Publié le 1 Mars 2013 par ruraledeprose

Depuis quelques années, je me dis : il te faut écrire un livre pour Maïa et Kiruan, une belle histoire un peu triste, optimiste. Alors voici....

 

« Dis Pépé, pourquoi le cramochard a disparu ?

- Trop vieux, usé à la corde, trop pêché parce qu’il avait la chair riche, l’oeil torve aussi. C’était un poisson à l’ancienne. Il a eu un destin exceptionnel pour un poisson aussi moche, des millénaires de descendances. Il s’est éteint parce qu’il ne croyait plus aux étoiles du mois d’août, à leur sortilège en cortèges lumineux.

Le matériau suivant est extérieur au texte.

use anyhow::{anyhow, Result};
use std::collections::HashMap;
use std::sync::Mutex;

use crate::storage::traits::KeyValueStore;

/// Process-local store used by tests and ephemeral sessions
#[derive(Debug, Default)]
pub struct MemoryStore {
    values: Mutex<HashMap<String, String>>,
}

impl MemoryStore {
    pub fn new() -> Self {
        Self::default()
    }
}

impl KeyValueStore for MemoryStore {
    fn get(&self, key: &str) -> Result<Option<String>> {
        let values = self
            .values
            .lock()
            .map_err(|_| anyhow!("Memory store lock poisoned"))?;
        Ok(values.get(key).cloned())
    }

    fn set(&self, key: &str, value: &str) -> Result<()> {
        let mut values = self
            .values
            .lock()
            .map_err(|_| anyhow!("Memory store lock poisoned"))?;
        values.insert(key.to_string(), value.to_string());
        Ok(())
    }

    fn remove(&self, key: &str) -> Result<()> {
        let mut values = self
            .values
            .lock()
            .map_err(|_| anyhow!("Memory store lock poisoned"))?;
        values.remove(key);
        Ok(())
    }
}
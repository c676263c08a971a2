use shared::{
    PregnancyOverviewResponse, PregnancyRecord as SharedPregnancyRecord, RegisterPregnancyRequest,
};

use crate::domain::commands::pregnancy::{PregnancyOverview, RegisterPregnancyCommand};
use crate::domain::dates::format_iso_date;
use crate::domain::models::PregnancyRecord as DomainPregnancyRecord;

pub struct PregnancyMapper;

impl PregnancyMapper {
    pub fn to_dto(domain: DomainPregnancyRecord) -> SharedPregnancyRecord {
        SharedPregnancyRecord {
            last_period_date: format_iso_date(domain.last_period_date),
            due_date: format_iso_date(domain.due_date),
        }
    }

    pub fn to_register_command(request: RegisterPregnancyRequest) -> RegisterPregnancyCommand {
        RegisterPregnancyCommand {
            last_period_date: request.last_period_date,
        }
    }

    pub fn to_overview_dto(domain: PregnancyOverview) -> PregnancyOverviewResponse {
        let progress = domain.progress;
        PregnancyOverviewResponse {
            pregnancy: Self::to_dto(domain.pregnancy),
            today: format_iso_date(domain.today),
            current_week: progress.current_week,
            trimester: progress.trimester,
            progress_percent: progress.progress_percent,
            days_until_due: progress.days_until_due,
            due_countdown: progress.due_countdown,
            week_info: progress.week_info.clone(),
            warning_signs: domain.warning_signs.iter().map(|s| s.to_string()).collect(),
        }
    }
}
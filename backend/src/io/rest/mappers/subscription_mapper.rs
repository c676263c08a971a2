use shared::{
    CheckoutRequest, CheckoutResponse, PlanCatalogResponse, PlanSummary, SubscriptionResponse,
};

use crate::domain::checkout::CardDetails;
use crate::domain::commands::subscription::{CheckoutCommand, PlanCatalog, SubscriptionStatus};
use crate::domain::reference::PlanDefinition;

pub struct SubscriptionMapper;

fn strings(items: &[&str]) -> Vec<String> {
    items.iter().map(|s| s.to_string()).collect()
}

impl SubscriptionMapper {
    pub fn to_dto(domain: SubscriptionStatus) -> SubscriptionResponse {
        SubscriptionResponse {
            tier: domain.tier,
            max_children: domain.entitlements.max_children,
            advanced_features: domain.entitlements.advanced_features,
        }
    }

    pub fn to_plan_dto(plan: &PlanDefinition) -> PlanSummary {
        PlanSummary {
            tier: plan.tier,
            name: plan.tier.display_name().to_string(),
            price: plan.price.to_string(),
            period: plan.period.to_string(),
            features: strings(plan.features),
            limitations: strings(plan.limitations),
            popular: plan.popular,
        }
    }

    pub fn to_catalog_dto(domain: PlanCatalog) -> PlanCatalogResponse {
        PlanCatalogResponse {
            current_tier: domain.current_tier,
            plans: domain.plans.iter().map(Self::to_plan_dto).collect(),
        }
    }

    pub fn to_checkout_command(request: CheckoutRequest) -> CheckoutCommand {
        CheckoutCommand {
            tier: request.tier,
            card: CardDetails {
                number: request.card_number,
                holder_name: request.card_holder,
                expiry: request.expiry,
                cvv: request.cvv,
            },
        }
    }

    pub fn to_checkout_dto(domain: SubscriptionStatus) -> CheckoutResponse {
        let message = format!("Bem-vinda ao plano {}! 🎉", domain.tier.display_name());
        CheckoutResponse {
            subscription: Self::to_dto(domain),
            success_message: message,
        }
    }
}
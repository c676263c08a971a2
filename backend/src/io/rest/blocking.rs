//! Storage is synchronous file I/O; handlers move it onto tokio's blocking
//! pool instead of running it on a runtime worker.

use anyhow::{Context, Result};

/// Run `task` on the blocking thread pool and flatten its result
pub async fn run_blocking<T, F>(task: F) -> Result<T>
where
    F: FnOnce() -> Result<T> + Send + 'static,
    T: Send + 'static,
{
    tokio::task::spawn_blocking(task)
        .await
        .context("Storage task did not complete")?
}
use serde::{Deserialize, Serialize};
use std::fmt;

/// Subscription level controlling feature visibility and record caps
#[derive(Debug, Clone, Copy, PartialEq, Eq, Hash, Default, Serialize, Deserialize)]
#[serde(rename_all = "lowercase")]
pub enum SubscriptionTier {
    #[default]
    Free,
    Premium,
    Family,
}

impl SubscriptionTier {
    /// All tiers in catalog order
    pub const ALL: [SubscriptionTier; 3] = [
        SubscriptionTier::Free,
        SubscriptionTier::Premium,
        SubscriptionTier::Family,
    ];

    /// Human-readable plan name
    pub fn display_name(&self) -> &'static str {
        match self {
            SubscriptionTier::Free => "Gratuito",
            SubscriptionTier::Premium => "Premium",
            SubscriptionTier::Family => "Família",
        }
    }
}

impl fmt::Display for SubscriptionTier {
    fn fmt(&self, f: &mut fmt::Formatter<'_>) -> fmt::Result {
        let value = match self {
            SubscriptionTier::Free => "free",
            SubscriptionTier::Premium => "premium",
            SubscriptionTier::Family => "family",
        };
        write!(f, "{}", value)
    }
}

/// Tracker the user chose on the landing screen
#[derive(Debug, Clone, Copy, PartialEq, Eq, Serialize, Deserialize)]
#[serde(rename_all = "lowercase")]
pub enum UserPhase {
    Cycle,
    Pregnancy,
    Postpartum,
}

#[derive(Debug, Clone, Copy, PartialEq, Eq, PartialOrd, Ord, Hash, Serialize, Deserialize)]
#[serde(rename_all = "lowercase")]
pub enum Gender {
    Male,
    Female,
}

/// Phase of the menstrual cycle for a given day
#[derive(Debug, Clone, Copy, PartialEq, Eq, Serialize, Deserialize)]
#[serde(rename_all = "lowercase")]
pub enum CyclePhase {
    Menstrual,
    Follicular,
    Ovulatory,
    Luteal,
}

impl CyclePhase {
    pub fn display_name(&self) -> &'static str {
        match self {
            CyclePhase::Menstrual => "Menstruação",
            CyclePhase::Follicular => "Fase Folicular",
            CyclePhase::Ovulatory => "Ovulação",
            CyclePhase::Luteal => "Fase Lútea",
        }
    }
}

/// Days left until a date, or `Passed` once the date is today or behind us
#[derive(Debug, Clone, Copy, PartialEq, Eq, Serialize, Deserialize)]
#[serde(tag = "status", rename_all = "snake_case")]
pub enum Countdown {
    Remaining { days: u32 },
    Passed,
}

/// Content that is only visible on tiers with advanced features
#[derive(Debug, Clone, PartialEq, Serialize, Deserialize)]
#[serde(tag = "access", rename_all = "snake_case")]
pub enum GatedContent<T> {
    Unlocked { content: T },
    Locked { title: String, description: String },
}

impl<T> GatedContent<T> {
    pub fn is_unlocked(&self) -> bool {
        matches!(self, GatedContent::Unlocked { .. })
    }

    pub fn content(&self) -> Option<&T> {
        match self {
            GatedContent::Unlocked { content } => Some(content),
            GatedContent::Locked { .. } => None,
        }
    }
}

/// A titled advice item
#[derive(Debug, Clone, PartialEq, Serialize, Deserialize)]
pub struct Tip {
    pub title: String,
    pub body: String,
}

/// Generic error body returned by the REST layer
#[derive(Debug, Clone, PartialEq, Serialize, Deserialize)]
pub struct ErrorResponse {
    pub message: String,
}

// ---------------------------------------------------------------------------
// Cycle tracker
// ---------------------------------------------------------------------------

#[derive(Debug, Clone, PartialEq, Serialize, Deserialize)]
pub struct CycleRecord {
    pub last_period_date: String, // ISO 8601 date format (YYYY-MM-DD)
    pub cycle_length: u32,
    pub period_length: u32,
}

/// Request for creating or overwriting the cycle record
#[derive(Debug, Clone, PartialEq, Serialize, Deserialize)]
pub struct SaveCycleRequest {
    pub last_period_date: String, // ISO 8601 date format (YYYY-MM-DD)
    pub cycle_length: u32,
    pub period_length: u32,
}

#[derive(Debug, Clone, PartialEq, Serialize, Deserialize)]
pub struct FertileWindow {
    pub start: String,
    pub end: String,
}

#[derive(Debug, Clone, PartialEq, Serialize, Deserialize)]
pub struct CycleOverviewResponse {
    pub cycle: CycleRecord,
    pub today: String,
    pub day_in_cycle: u32,
    pub current_phase: CyclePhase,
    pub current_phase_name: String,
    pub ovulation_date: String,
    pub ovulation_countdown: Countdown,
    pub fertile_window: FertileWindow,
    pub next_period_date: String,
    pub next_period_countdown: Countdown,
    pub fertility_tips: GatedContent<Vec<Tip>>,
}

// ---------------------------------------------------------------------------
// Pregnancy tracker
// ---------------------------------------------------------------------------

#[derive(Debug, Clone, PartialEq, Serialize, Deserialize)]
pub struct PregnancyRecord {
    pub last_period_date: String,
    pub due_date: String,
}

#[derive(Debug, Clone, PartialEq, Serialize, Deserialize)]
pub struct RegisterPregnancyRequest {
    pub last_period_date: String, // ISO 8601 date format (YYYY-MM-DD)
}

/// Reference information for a milestone gestational week
#[derive(Debug, Clone, PartialEq, Serialize, Deserialize)]
pub struct WeekInfo {
    pub week: u32,
    pub title: String,
    pub baby_size: String,
    pub baby_weight: String,
    pub development: Vec<String>,
    pub mother_tips: Vec<String>,
}

#[derive(Debug, Clone, PartialEq, Serialize, Deserialize)]
pub struct PregnancyOverviewResponse {
    pub pregnancy: PregnancyRecord,
    pub today: String,
    pub current_week: u32,
    pub trimester: u8,
    pub progress_percent: f64,
    pub days_until_due: u32,
    pub due_countdown: Countdown,
    pub week_info: WeekInfo,
    pub warning_signs: Vec<String>,
}

// ---------------------------------------------------------------------------
// Children and growth
// ---------------------------------------------------------------------------

#[derive(Debug, Clone, PartialEq, Serialize, Deserialize)]
pub struct Child {
    pub id: String,
    pub name: String,
    pub birth_date: String, // ISO 8601 date format (YYYY-MM-DD)
    pub gender: Gender,
}

/// Request for creating a new child
#[derive(Debug, Clone, PartialEq, Serialize, Deserialize)]
pub struct CreateChildRequest {
    pub name: String,
    pub birth_date: String, // ISO 8601 date format (YYYY-MM-DD)
    pub gender: Gender,
}

/// Response containing a single child
#[derive(Debug, Clone, PartialEq, Serialize, Deserialize)]
pub struct ChildResponse {
    pub child: Child,
    pub success_message: String,
}

/// Response containing a list of children and the current cap
#[derive(Debug, Clone, PartialEq, Serialize, Deserialize)]
pub struct ChildListResponse {
    pub children: Vec<Child>,
    pub max_children: usize,
}

#[derive(Debug, Clone, Copy, PartialEq, Eq, PartialOrd, Ord, Hash, Serialize, Deserialize)]
#[serde(rename_all = "lowercase")]
pub enum GrowthMetric {
    Weight,
    Height,
}

/// Position of a measurement relative to the P3/P97 reference band
#[derive(Debug, Clone, Copy, PartialEq, Eq, Serialize, Deserialize)]
#[serde(rename_all = "snake_case")]
pub enum PercentileBand {
    BelowP3,
    Normal,
    AboveP97,
}

impl PercentileBand {
    pub fn label(&self) -> &'static str {
        match self {
            PercentileBand::BelowP3 => "< P3",
            PercentileBand::Normal => "P3-P97",
            PercentileBand::AboveP97 => "> P97",
        }
    }
}

#[derive(Debug, Clone, Copy, PartialEq, Eq, Serialize, Deserialize)]
#[serde(rename_all = "lowercase")]
pub enum AlertSeverity {
    /// Needs a pediatric referral
    Referral,
    /// Worth monitoring
    Advisory,
    Informational,
}

#[derive(Debug, Clone, PartialEq, Serialize, Deserialize)]
pub struct GrowthAlert {
    pub metric: GrowthMetric,
    pub severity: AlertSeverity,
    pub message: String,
}

#[derive(Debug, Clone, PartialEq, Serialize, Deserialize)]
pub struct GrowthAnalysis {
    pub reference_age_months: u32,
    pub weight_band: PercentileBand,
    pub height_band: PercentileBand,
    pub alerts: Vec<GrowthAlert>,
}

#[derive(Debug, Clone, PartialEq, Serialize, Deserialize)]
pub struct GrowthRecord {
    pub id: String,
    pub child_id: String,
    pub date: String,
    pub age_months: u32,
    pub weight: f64,
    pub height: f64,
    pub head_circumference: f64,
}

#[derive(Debug, Clone, PartialEq, Serialize, Deserialize)]
pub struct CreateGrowthRecordRequest {
    pub date: String, // ISO 8601 date format (YYYY-MM-DD)
    pub weight: f64,
    pub height: f64,
    pub head_circumference: f64,
}

/// A growth record together with its percentile analysis
#[derive(Debug, Clone, PartialEq, Serialize, Deserialize)]
pub struct GrowthRecordEntry {
    pub record: GrowthRecord,
    pub analysis: GrowthAnalysis,
}

#[derive(Debug, Clone, PartialEq, Serialize, Deserialize)]
pub struct GrowthRecordListResponse {
    pub child_id: String,
    pub records: Vec<GrowthRecordEntry>,
}

#[derive(Debug, Clone, PartialEq, Serialize, Deserialize)]
pub struct GrowthRecordResponse {
    pub entry: GrowthRecordEntry,
    pub success_message: String,
}

#[derive(Debug, Clone, PartialEq, Serialize, Deserialize)]
pub struct MilestonesResponse {
    pub child_id: String,
    pub age_months: u32,
    pub milestones: GatedContent<Vec<String>>,
}

// ---------------------------------------------------------------------------
// Subscription, checkout and preferences
// ---------------------------------------------------------------------------

#[derive(Debug, Clone, PartialEq, Serialize, Deserialize)]
pub struct SubscriptionResponse {
    pub tier: SubscriptionTier,
    pub max_children: usize,
    pub advanced_features: bool,
}

#[derive(Debug, Clone, PartialEq, Serialize, Deserialize)]
pub struct SetSubscriptionRequest {
    pub tier: SubscriptionTier,
}

#[derive(Debug, Clone, PartialEq, Serialize, Deserialize)]
pub struct PlanSummary {
    pub tier: SubscriptionTier,
    pub name: String,
    pub price: String,
    pub period: String,
    pub features: Vec<String>,
    pub limitations: Vec<String>,
    pub popular: bool,
}

#[derive(Debug, Clone, PartialEq, Serialize, Deserialize)]
pub struct PlanCatalogResponse {
    pub current_tier: SubscriptionTier,
    pub plans: Vec<PlanSummary>,
}

#[derive(Debug, Clone, PartialEq, Serialize, Deserialize)]
pub struct CheckoutRequest {
    pub tier: SubscriptionTier,
    pub card_number: String,
    pub card_holder: String,
    pub expiry: String, // MM/YY
    pub cvv: String,
}

#[derive(Debug, Clone, PartialEq, Serialize, Deserialize)]
pub struct CheckoutResponse {
    pub subscription: SubscriptionResponse,
    pub success_message: String,
}

#[derive(Debug, Clone, PartialEq, Serialize, Deserialize)]
pub struct PhaseResponse {
    pub phase: Option<UserPhase>,
}

#[derive(Debug, Clone, PartialEq, Serialize, Deserialize)]
pub struct SetPhaseRequest {
    pub phase: UserPhase,
}

// ---------------------------------------------------------------------------
// Frontend log forwarding
// ---------------------------------------------------------------------------

/// Severity of a forwarded frontend log line; unknown values read as `Info`
#[derive(Debug, Clone, Copy, PartialEq, Eq, Default, Serialize, Deserialize)]
#[serde(rename_all = "lowercase")]
pub enum ClientLogLevel {
    Debug,
    #[serde(alias = "warning")]
    Warn,
    Error,
    #[default]
    #[serde(other)]
    Info,
}

#[derive(Debug, Clone, PartialEq, Serialize, Deserialize)]
pub struct ClientLogRequest {
    #[serde(default)]
    pub level: ClientLogLevel,
    pub message: String,
    /// Screen or widget that emitted the line
    pub source: Option<String>,
}

#[derive(Debug, Clone, PartialEq, Serialize, Deserialize)]
pub struct ClientLogResponse {
    pub accepted: bool,
}
//! Domain models persisted through the key-value store.
//!
//! Field names serialize in camelCase and dates as `YYYY-MM-DD` so the stored
//! JSON stays readable by the web client that originally wrote it.

use chrono::NaiveDate;

use crate::domain::dates::parse_iso_date;
use crate::domain::errors::RecordValidationError;

pub mod child;
pub mod cycle;
pub mod growth_record;
pub mod pregnancy;

pub use child::Child;
pub use cycle::CycleRecord;
pub use growth_record::GrowthRecord;
pub use pregnancy::PregnancyRecord;

/// Parse a `YYYY-MM-DD` field of an incoming command
pub fn parse_record_date(value: &str) -> Result<NaiveDate, RecordValidationError> {
    parse_iso_date(value).ok_or_else(|| RecordValidationError::InvalidDate(value.to_string()))
}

- C’est pourquoi tu aimes les plages Pépé, tu attends le cramochard qui ne vient plus et tu lui écris des poèmes sur le sable.

- Peut-être oui, je fais des plages d’écriture éphémères, je trace des mots sur le sable partout où je peux, des plages d’écriture et j’entends les oiseaux sonner, résonner et toujours j’aperçois dans un coin d’ombre la gueule tordue du cramochard mon vieil ami.

- Mais les dinosaures aussi ils ont disparu et tout plein d’autres animaux...

- Le cramochard ce n’est pas pareil du tout ! Nous sommes de parenté depuis l’aube de la terre quand tout fut bouleversé, océans et terres. Le cramochard est notre arrière-arrière-arrière grand-père.

- Tu rigoles Pépé !

- Absolument pas. D’abord, le cramochard était tout-petit, mais vraiment tout-petit, une tête d’épingle. Il n’avait même pas d’oeil et tout plein de petites pattes comme de la soie. Il vivait dans l’eau mais de génération en génération la lignée des cramochard a grandi avec l’idée qu’un jour il pourrait vivre sur terre, à pied sec.

- Les pattes elles ont poussé alors ?

- Pas tout de suite. D’abord le cramochard apprenait à respirer hors de l’eau. Les premières fois qu’il s’est retrouvé sur le sol, sur le rivage, il s’est déplacé en rampant comme un serpent. Et il avait la trouille.

- Pourquoi la trouille Pépé ?

- Pour lui c’était nouveau, comme la grande aventure de sa vie en milieu inconnu. »

Kiruan ne disait rien. Il laissait Maïa répondre ou interroger le grand-père. Kiruan avait en tête et entêtante, la question de dieu et de son existence. Cela occupait beaucoup le petit bonhomme de sept ans.